A founding legend ascribes the convent's origins to a lay brother called Johannes; the convent's history from its founding to the election of abbess Margaretha Puffen was formerly depicted in a cycle of 15 painted wooden boards, that were destroyed in the fire of 1781; the only surviving copy is the affix in Johann Ludolf Lyßman's Historische Nachrichten (1772). The legend has it that Johannes claimed divine guidance in his quest to build the new convent. The community was founded 1228 in Restorf am Höhbeck by Johannes and four nuns who joined him in Magdeburg, but the group did not stay there. For unknown reasons, they moved on to Plate near Lüchow and later Bohndorf, before they eventually settled in Altenmedingen, where the first buildings were consecrated on 24 August 1241.

The military road passing through the convent yard presented an ever-present danger of attacks or arson, so the convent decided to move one last time, to the village of Zellensen, today's Medingen. The new church was consecrated on 24 August 1336.

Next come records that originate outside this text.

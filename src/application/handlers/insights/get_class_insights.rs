//! GetClassInsights - Query handler for the class dashboard payload.

use std::sync::Arc;

use tracing::debug;

use crate::domain::foundation::{ClassId, DomainError};
use crate::domain::insights::{ClassAggregator, ClassInsights};
use crate::ports::{ProfileStore, StudentStore};

/// Query for a class's aggregate insights.
#[derive(Debug, Clone)]
pub struct GetClassInsightsQuery {
    pub class_id: ClassId,
}

/// Handler computing insights on read.
///
/// Fetches a snapshot of students and profiles and hands it to the pure
/// aggregator; nothing is cached or persisted.
pub struct GetClassInsightsHandler {
    students: Arc<dyn StudentStore>,
    profiles: Arc<dyn ProfileStore>,
}

impl GetClassInsightsHandler {
    pub fn new(students: Arc<dyn StudentStore>, profiles: Arc<dyn ProfileStore>) -> Self {
        Self { students, profiles }
    }

    pub async fn handle(
        &self,
        query: GetClassInsightsQuery,
    ) -> Result<ClassInsights, DomainError> {
        let students = self.students.students_by_class(&query.class_id).await?;
        let profiles = self.profiles.profiles_by_class(&query.class_id).await?;

        debug!(
            class_id = %query.class_id,
            students = students.len(),
            profiles = profiles.len(),
            "aggregating class insights"
        );

        Ok(ClassAggregator::aggregate(&profiles, &students))
    }
}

1479 saw the advent of the convent reforms under the influence of the devotio moderna. Many convents at that time did not follow the Cistercian rule very strictly; nuns were allowed to keep their belongings and keep in touch with their relatives once they joined the convent. The Cistercian order was re-established and the prioress Margarete Puffen was made an abbess in 1494.
After the reforms, a scriptorium became one of the focal points of the convent and to this day a large number of manuscripts found worldwide can be attributed to the sixteenth-century nuns of Medingen. Hymns (Leisen) noted down in these texts are still part of both Catholic and Protestant hymnbooks today, e.g. in the current German Protestant hymnal Evangelisches Gesangbuch EG 23 "Gelobet seist du, Jesu Christ", EG 100 "Wir wollen alle fröhlich sein" and EG 214 "Gott sei gelobet und gebenedeiet", even though they were wrongly dated to the 14th century by the music historian Walther Lipphardt.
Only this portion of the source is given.